Start of Block
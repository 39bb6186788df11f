//! sigrelay - entry point.

use std::process::ExitCode;

use anyhow::Result;
use clap::Parser;
use tracing::{error, info};

/// Telegram-to-PostgreSQL relay with a REST API for messages and trade signals
#[derive(Parser, Debug)]
#[command(version, about, long_about = None)]
struct Args {
    /// Optional TOML configuration file, overridden by environment variables
    #[arg(short, long, env = "SIGRELAY_CONFIG")]
    config: Option<String>,
}

#[tokio::main]
async fn main() -> Result<ExitCode> {
    // .env is optional
    dotenvy::dotenv().ok();

    let args = Args::parse();
    let config = sigrelay_bot::AppConfig::load(args.config.as_deref())?;

    sigrelay_telemetry::init_logging(config.environment.as_deref())?;
    info!(
        version = env!("CARGO_PKG_VERSION"),
        environment = ?config.environment,
        port = config.api.port,
        "Starting sigrelay"
    );

    let app = sigrelay_bot::Application::new(config)?;
    let shutdown = app.shutdown_handle();
    sigrelay_bot::install_panic_hook(shutdown.clone());

    tokio::spawn(async move {
        if let Err(e) = sigrelay_bot::wait_for_signal(shutdown.clone()).await {
            error!(error = %e, "Failed to install signal handlers");
            shutdown.trigger("signal handler failure");
        }
    });

    match app.run().await {
        Ok(sigrelay_bot::ExitStatus::Clean) => Ok(ExitCode::SUCCESS),
        Ok(status) => std::process::exit(status.code()),
        Err(e) => {
            error!(error = %e, "sigrelay failed");
            Ok(ExitCode::FAILURE)
        }
    }
}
End of Block
About this task: Wherever the string "error" appears in the records above, copy the line it sits in.

Task output:
use tracing::{error, info};
            error!(error = %e, "Failed to install signal handlers");
            error!(error = %e, "sigrelay failed");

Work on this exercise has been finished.